The feature lets users create and hold the keys, determine when data is active or "at rest," and prevent anyone accessing their at-rest data within the Google Cloud Platform.

“Google Compute Engine already protects all customer data with industry-standard AES-256 bit encryption,”” explained Leonard Law, a Google researcher, in a post. “Customer-supplied encryption Keys marries the hardened encryption framework built into Google’s infrastructure with encryption keys that are owned and controlled exclusively by you….Google does not retain your keys, and only holds them transiently in order to fulfill your request.”

The feature may be especially useful for larger enterprises in certain verticals, like banking.

"Google Compute Engine gives us the performance and scale to process high-volume transactions in the financial markets,” said Neil Palmer, CTO of Sungard Consulting Services. “With customer-supplied encryption keys, we can independently control data encryption for our clients without incurring additional expenses from integrating third-party encryption providers. This control is critical for us to realize the price/performance benefits of the cloud in a highly regulated industry." 

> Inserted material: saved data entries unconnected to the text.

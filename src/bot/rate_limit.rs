//! Per-identity sliding-window rate limiter.
//!
//! Each identity keeps the instants of its accepted events. Every check
//! first prunes instants older than the window and only then compares the
//! remaining count against the limit, so the decision is exact at the
//! moment of the check. There is no background sweeper.

use std::collections::{HashMap, VecDeque};
use std::sync::{Mutex, PoisonError};
use std::time::Duration;

use tokio::time::Instant;
use tracing::debug;

/// Outcome of a rate-limit check.
#[derive(Debug, Clone, Copy, PartialEq, Eq)]
pub enum RateDecision {
    /// The event was counted and may be processed.
    Allowed {
        /// Slots left in the current window after this event.
        remaining: usize,
    },
    /// The identity is over its limit; the event was not counted.
    Limited {
        /// Time until the oldest counted event leaves the window.
        retry_after: Duration,
    },
}

impl RateDecision {
    /// Whether the event may be processed.
    #[must_use]
    pub fn is_allowed(self) -> bool {
        matches!(self, Self::Allowed { .. })
    }
}

/// Sliding-window counter keyed by identity.
#[derive(Debug)]
pub struct SlidingWindowLimiter {
    limit: usize,
    window: Duration,
    hits: Mutex<HashMap<String, VecDeque<Instant>>>,
}

impl SlidingWindowLimiter {
    /// Allow at most `limit` events per identity within any `window`.
    #[must_use]
    pub fn new(limit: usize, window: Duration) -> Self {
        Self {
            limit,
            window,
            hits: Mutex::new(HashMap::new()),
        }
    }

    /// Check and count an event for `identity` at the current instant.
    pub fn check(&self, identity: &str) -> RateDecision {
        self.check_at(identity, Instant::now())
    }

    /// Check and count an event for `identity` at `now`.
    pub fn check_at(&self, identity: &str, now: Instant) -> RateDecision {
        let mut hits = self.hits.lock().unwrap_or_else(PoisonError::into_inner);
        let times = hits.entry(identity.to_owned()).or_default();

        while let Some(&oldest) = times.front() {
            if now.saturating_duration_since(oldest) >= self.window {
                times.pop_front();
            } else {
                break;
            }
        }

        if times.len() >= self.limit {
            let retry_after = times.front().map_or(Duration::ZERO, |&oldest| {
                self.window
                    .saturating_sub(now.saturating_duration_since(oldest))
            });
            debug!(identity, count = times.len(), ?retry_after, "rate limited");
            return RateDecision::Limited { retry_after };
        }

        times.push_back(now);
        RateDecision::Allowed {
            remaining: self.limit - times.len(),
        }
    }

    /// Events currently counted for `identity`, without pruning.
    #[must_use]
    pub fn counted(&self, identity: &str) -> usize {
        self.hits
            .lock()
            .unwrap_or_else(PoisonError::into_inner)
            .get(identity)
            .map_or(0, VecDeque::len)
    }
}
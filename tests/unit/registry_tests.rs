//! Correlation registry: single resolution, timeouts, and cleanup.

use std::time::Duration;

use csend_bridge::machine::registry::CorrelationRegistry;
use csend_bridge::machine::{Frame, FrameKind};
use csend_bridge::AppError;

fn response(id: &str) -> Frame {
    let mut frame = Frame::new(FrameKind::Response);
    frame.id = Some(id.to_owned());
    frame
}

#[tokio::test]
async fn resolved_request_returns_its_frame() {
    let registry = CorrelationRegistry::new();
    let pending = registry.register("a1").expect("register");

    assert!(registry.resolve("a1", response("a1")));

    let frame = pending
        .wait(Duration::from_secs(1))
        .await
        .expect("resolved frame");
    assert_eq!(frame.id.as_deref(), Some("a1"));
    assert_eq!(registry.pending_count(), 0);
}

#[tokio::test]
async fn second_resolution_has_no_effect() {
    let registry = CorrelationRegistry::new();
    let pending = registry.register("a1").expect("register");

    let mut first = response("a1");
    first.command = Some("/list".into());
    assert!(registry.resolve("a1", first));
    assert!(!registry.resolve("a1", response("a1")));

    let frame = pending.wait(Duration::from_secs(1)).await.expect("frame");
    assert_eq!(frame.command.as_deref(), Some("/list"), "first resolution wins");
}

#[tokio::test]
async fn duplicate_pending_id_is_rejected() {
    let registry = CorrelationRegistry::new();
    let _pending = registry.register("dup").expect("register");

    let err = registry.register("dup").expect_err("duplicate");

    assert!(matches!(err, AppError::DuplicateId(_)));
    assert_eq!(registry.pending_count(), 1);
}

#[tokio::test]
async fn id_can_be_reused_after_resolution() {
    let registry = CorrelationRegistry::new();
    let pending = registry.register("r").expect("register");
    registry.resolve("r", response("r"));
    pending.wait(Duration::from_secs(1)).await.expect("frame");

    assert!(registry.register("r").is_ok());
}

#[tokio::test(start_paused = true)]
async fn timeout_removes_entry_and_late_response_is_dropped() {
    let registry = CorrelationRegistry::new();
    let pending = registry.register("slow").expect("register");

    let err = pending
        .wait(Duration::from_secs(2))
        .await
        .expect_err("no response arrives");

    assert!(matches!(err, AppError::ResponseTimeout(_)));
    assert!(!registry.contains("slow"));
    assert!(
        !registry.resolve("slow", response("slow")),
        "late response must be dropped"
    );
}

#[tokio::test(start_paused = true)]
async fn timeout_of_one_request_leaves_others_pending() {
    let registry = CorrelationRegistry::new();
    let short = registry.register("short").expect("register");
    let long = registry.register("long").expect("register");

    let err = short.wait(Duration::from_millis(100)).await.expect_err("times out");
    assert!(matches!(err, AppError::ResponseTimeout(_)));

    assert!(registry.contains("long"));
    assert!(registry.resolve("long", response("long")));
    long.wait(Duration::from_secs(5)).await.expect("still resolvable");
}

#[tokio::test]
async fn dropping_a_pending_request_unregisters_it() {
    let registry = CorrelationRegistry::new();
    let pending = registry.register("gone").expect("register");

    drop(pending);

    assert_eq!(registry.pending_count(), 0);
}

#[tokio::test]
async fn stale_handle_does_not_remove_a_newer_registration() {
    let registry = CorrelationRegistry::new();
    let old = registry.register("x").expect("register");
    registry.resolve("x", response("x"));
    let _new = registry.register("x").expect("re-register");

    drop(old);

    assert!(registry.contains("x"), "newer entry survives the old handle");
}

#[tokio::test]
async fn close_fails_waiters_and_later_registrations() {
    let registry = CorrelationRegistry::new();
    let a = registry.register("a").expect("register");
    let b = registry.register("b").expect("register");

    assert_eq!(registry.close(), 2);

    for pending in [a, b] {
        let err = pending.wait(Duration::from_secs(1)).await.expect_err("closed");
        assert!(matches!(err, AppError::ClientClosed(_)));
    }
    assert!(matches!(
        registry.register("c"),
        Err(AppError::ClientClosed(_))
    ));
    assert_eq!(registry.close(), 0, "close is idempotent");
}

#[tokio::test]
async fn out_of_order_resolution_only_wakes_the_matching_waiter() {
    let registry = CorrelationRegistry::new();
    let a1 = registry.register("a1").expect("register");
    let a2 = registry.register("a2").expect("register");

    registry.resolve("a2", response("a2"));

    let frame = a2.wait(Duration::from_secs(1)).await.expect("a2 resolves");
    assert_eq!(frame.id.as_deref(), Some("a2"));
    assert!(registry.contains("a1"), "a1 remains pending");

    registry.resolve("a1", response("a1"));
    a1.wait(Duration::from_secs(1)).await.expect("a1 resolves");
}
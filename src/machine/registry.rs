//! Correlation registry: in-flight correlation id → pending result slot.
//!
//! The registry is the only mutable structure shared between the reader
//! loop and callers. Each entry pairs a `oneshot` sender with a generation
//! number. The caller-side [`PendingResponse`] owns the receiver and removes
//! its own entry on drop, so a timed-out or cancelled await can never leak
//! an entry or remove a later registration that reused the same id.
//!
//! All operations take a short, synchronous lock and never hold it across
//! an `.await`, so resolution of one id never waits on another.

use std::collections::HashMap;
use std::sync::{Arc, Mutex, MutexGuard, PoisonError};
use std::time::Duration;

use tokio::sync::oneshot;
use tracing::debug;

use crate::machine::frame::Frame;
use crate::{AppError, Result};

#[derive(Debug, Default)]
struct RegistryState {
    pending: HashMap<String, Slot>,
    next_generation: u64,
    closed: bool,
}

#[derive(Debug)]
struct Slot {
    generation: u64,
    tx: oneshot::Sender<Frame>,
}

/// Thread-safe map of pending requests keyed by correlation id.
#[derive(Debug, Default)]
pub struct CorrelationRegistry {
    state: Mutex<RegistryState>,
}

impl CorrelationRegistry {
    /// Create an empty, open registry.
    #[must_use]
    pub fn new() -> Arc<Self> {
        Arc::new(Self::default())
    }

    fn lock(&self) -> MutexGuard<'_, RegistryState> {
        // A panic while holding this lock cannot leave the map inconsistent:
        // every critical section is a single insert/remove.
        self.state.lock().unwrap_or_else(PoisonError::into_inner)
    }

    /// Register a pending request for `id`.
    ///
    /// # Errors
    ///
    /// - `AppError::DuplicateId` if `id` is already pending.
    /// - `AppError::ClientClosed` if the registry has been closed.
    pub fn register(self: &Arc<Self>, id: &str) -> Result<PendingResponse> {
        let mut state = self.lock();
        if state.closed {
            return Err(AppError::ClientClosed(format!(
                "cannot register '{id}': client is closed"
            )));
        }
        if state.pending.contains_key(id) {
            return Err(AppError::DuplicateId(format!(
                "correlation id '{id}' is already pending"
            )));
        }

        state.next_generation += 1;
        let generation = state.next_generation;
        let (tx, rx) = oneshot::channel();
        state
            .pending
            .insert(id.to_owned(), Slot { generation, tx });
        drop(state);

        debug!(id, "correlation registered");
        Ok(PendingResponse {
            id: id.to_owned(),
            generation,
            rx,
            registry: Arc::clone(self),
        })
    }

    /// Fulfil the pending request for `id` with `frame`.
    ///
    /// Returns `true` when a waiter received the frame. Unknown ids (late,
    /// expired, or never issued) are dropped and return `false`; a second
    /// resolution of the same id is therefore a no-op.
    pub fn resolve(&self, id: &str, frame: Frame) -> bool {
        let slot = self.lock().pending.remove(id);
        match slot {
            Some(slot) => {
                if slot.tx.send(frame).is_ok() {
                    true
                } else {
                    debug!(id, "waiter dropped before resolution");
                    false
                }
            }
            None => {
                debug!(id, "no pending request for correlation id, dropping frame");
                false
            }
        }
    }

    /// Whether `id` is currently pending.
    #[must_use]
    pub fn contains(&self, id: &str) -> bool {
        self.lock().pending.contains_key(id)
    }

    /// Number of outstanding requests.
    #[must_use]
    pub fn pending_count(&self) -> usize {
        self.lock().pending.len()
    }

    /// Whether [`close`](Self::close) has been called.
    #[must_use]
    pub fn is_closed(&self) -> bool {
        self.lock().closed
    }

    /// Close the registry.
    ///
    /// Every outstanding await fails with `AppError::ClientClosed` and no
    /// further registrations are accepted. Returns how many requests were
    /// cancelled. Idempotent.
    pub fn close(&self) -> usize {
        let drained: Vec<Slot> = {
            let mut state = self.lock();
            state.closed = true;
            state.pending.drain().map(|(_, slot)| slot).collect()
        };
        let cancelled = drained.len();
        // Dropping the senders wakes every receiver with `RecvError`.
        drop(drained);
        if cancelled > 0 {
            debug!(cancelled, "registry closed with outstanding requests");
        }
        cancelled
    }

    fn remove_if_current(&self, id: &str, generation: u64) -> bool {
        let mut state = self.lock();
        match state.pending.get(id) {
            Some(slot) if slot.generation == generation => {
                state.pending.remove(id);
                true
            }
            _ => false,
        }
    }
}

/// Caller-side handle for one registered request.
///
/// Dropping the handle unregisters the request if it is still pending.
#[derive(Debug)]
pub struct PendingResponse {
    id: String,
    generation: u64,
    rx: oneshot::Receiver<Frame>,
    registry: Arc<CorrelationRegistry>,
}

impl PendingResponse {
    /// Correlation id of this request.
    #[must_use]
    pub fn id(&self) -> &str {
        &self.id
    }

    /// Wait for the resolving frame.
    ///
    /// # Errors
    ///
    /// - `AppError::ResponseTimeout` when `timeout` elapses first; the entry
    ///   is removed and a later resolution for this id is dropped.
    /// - `AppError::ClientClosed` when the registry is closed while waiting.
    pub async fn wait(mut self, timeout: Duration) -> Result<Frame> {
        match tokio::time::timeout(timeout, &mut self.rx).await {
            Ok(Ok(frame)) => Ok(frame),
            Ok(Err(_)) => Err(AppError::ClientClosed(format!(
                "client closed while waiting for '{}'",
                self.id
            ))),
            Err(_elapsed) => {
                self.registry.remove_if_current(&self.id, self.generation);
                // Close the receiver so a resolve racing with the removal
                // above observes a dropped waiter instead of a delivery.
                self.rx.close();
                debug!(id = %self.id, ?timeout, "correlated response timed out");
                Err(AppError::ResponseTimeout(format!(
                    "no response for '{}' within {timeout:?}",
                    self.id
                )))
            }
        }
    }
}

impl Drop for PendingResponse {
    fn drop(&mut self) {
        self.registry.remove_if_current(&self.id, self.generation);
    }
}
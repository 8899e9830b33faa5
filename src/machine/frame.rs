//! Inbound frame model and decoder.
//!
//! Every line written by the child is expected to be one self-contained JSON
//! object. The decoder is tolerant by contract: blank lines, invalid JSON and
//! non-object values are reported as [`DecodeSkip`] so the reader loop can
//! log them and move on. Diagnostic output and partial writes on the same
//! stream are normal.
//!
//! # Frame shape
//!
//! ```json
//! {"type":"response","id":"cmd_3","command":"/list","data":{"peers":[],"count":0}}
//! {"type":"event","event":"peer_update","data":{"action":"joined"}}
//! {"type":"error","id":"cmd_4","error":{"code":"UNKNOWN_COMMAND","message":"…"}}
//! ```

use std::fmt::{Display, Formatter};

use serde::{Deserialize, Serialize};
use serde_json::{Map, Value};

/// Frame discriminant carried in the `type` field.
#[derive(Debug, Clone, Copy, PartialEq, Eq, Hash, Default, Serialize, Deserialize)]
#[serde(rename_all = "snake_case")]
pub enum FrameKind {
    /// The child accepts commands.
    Ready,
    /// Startup banner.
    Start,
    /// Correlated success reply.
    Response,
    /// Correlated (or uncorrelated) failure reply.
    Error,
    /// Unsolicited notification.
    Event,
    /// The child is exiting.
    Shutdown,
    /// Missing or unrecognised `type`.
    #[default]
    #[serde(other)]
    Unknown,
}

impl FrameKind {
    /// Wire name of the discriminant.
    #[must_use]
    pub fn as_str(self) -> &'static str {
        match self {
            Self::Ready => "ready",
            Self::Start => "start",
            Self::Response => "response",
            Self::Error => "error",
            Self::Event => "event",
            Self::Shutdown => "shutdown",
            Self::Unknown => "unknown",
        }
    }
}

/// Structured error payload of an `error` frame.
#[derive(Debug, Clone, PartialEq, Serialize, Deserialize)]
pub struct FrameError {
    /// Machine-readable code such as `UNKNOWN_COMMAND`.
    #[serde(default)]
    pub code: String,
    /// Human-readable description.
    #[serde(default)]
    pub message: String,
    /// Optional command-specific details.
    #[serde(default, skip_serializing_if = "Option::is_none")]
    pub details: Option<Value>,
}

/// One decoded JSON object from the child's output stream.
#[derive(Debug, Clone, PartialEq, Serialize, Deserialize)]
pub struct Frame {
    /// Frame discriminant.
    #[serde(rename = "type", default)]
    pub kind: FrameKind,
    /// Correlation identifier, if any.
    #[serde(default, skip_serializing_if = "Option::is_none")]
    pub id: Option<String>,
    /// Command echoed by a response (e.g. `/list`).
    #[serde(default, skip_serializing_if = "Option::is_none")]
    pub command: Option<String>,
    /// Event category for `event` frames (e.g. `message`).
    #[serde(default, skip_serializing_if = "Option::is_none")]
    pub event: Option<String>,
    /// Command- or event-specific payload.
    #[serde(default, skip_serializing_if = "Option::is_none")]
    pub data: Option<Value>,
    /// Error payload for `error` frames.
    #[serde(default, skip_serializing_if = "Option::is_none")]
    pub error: Option<FrameError>,
    /// Remaining fields (`timestamp`, `version`, …).
    #[serde(flatten)]
    pub extra: Map<String, Value>,
}

impl Frame {
    /// Build a frame of the given kind with no payload.
    #[must_use]
    pub fn new(kind: FrameKind) -> Self {
        Self {
            kind,
            id: None,
            command: None,
            event: None,
            data: None,
            error: None,
            extra: Map::new(),
        }
    }

    /// Whether this frame reports a failure.
    #[must_use]
    pub fn is_error(&self) -> bool {
        self.kind == FrameKind::Error
    }

    /// Look up a field inside `data`.
    #[must_use]
    pub fn data_field(&self, key: &str) -> Option<&Value> {
        self.data.as_ref().and_then(|d| d.get(key))
    }
}

/// Why a line did not produce a [`Frame`].
#[derive(Debug, Clone, PartialEq, Eq)]
pub enum DecodeSkip {
    /// Empty or whitespace-only line.
    Blank,
    /// Not valid JSON.
    Malformed(String),
    /// Valid JSON but not an object.
    NotAnObject,
}

impl Display for DecodeSkip {
    fn fmt(&self, f: &mut Formatter<'_>) -> std::fmt::Result {
        match self {
            Self::Blank => write!(f, "blank line"),
            Self::Malformed(err) => write!(f, "malformed json: {err}"),
            Self::NotAnObject => write!(f, "json value is not an object"),
        }
    }
}

/// Decode one line into a [`Frame`].
///
/// An empty id and the literal `"null"` (written by the child when the
/// command carried no id) are both normalised to `None`.
///
/// # Errors
///
/// Returns a [`DecodeSkip`] describing why the line is not a frame. Callers
/// log it and continue; it is never fatal.
pub fn decode(line: &str) -> Result<Frame, DecodeSkip> {
    let trimmed = line.trim();
    if trimmed.is_empty() {
        return Err(DecodeSkip::Blank);
    }

    let value: Value =
        serde_json::from_str(trimmed).map_err(|e| DecodeSkip::Malformed(e.to_string()))?;
    if !value.is_object() {
        return Err(DecodeSkip::NotAnObject);
    }

    let mut frame: Frame =
        serde_json::from_value(value).map_err(|e| DecodeSkip::Malformed(e.to_string()))?;

    if matches!(frame.id.as_deref(), Some("" | "null")) {
        frame.id = None;
    }

    Ok(frame)
}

Not everyone is impressed. Secure Channels CEO and co-founder Richard Blech said in an e-mailed comment that the feature positions itself as bring-your-own encryption (BYOE), but that it’s nothing more than a “marketing ploy by Google, who is implying that using their custom encryption engine allows you, the consumer, to control your own encryption key(s) for Google’s Compute Engine.”

He commented that Google’s platform is not agnostic and uses its own engine to create the keys as well as protect the data.

“Whether this is good or not is not the question, but what is certain, is that it is not BYOE,” he said. “In order to have true BYOE, the user must be able to define and control the encryption and the keys themselves, and be able to use them agnostically with all environments and applications."

He added, “The consumer is given a false sense of security because they are bringing ‘their own’ encryption keys to the cloud.”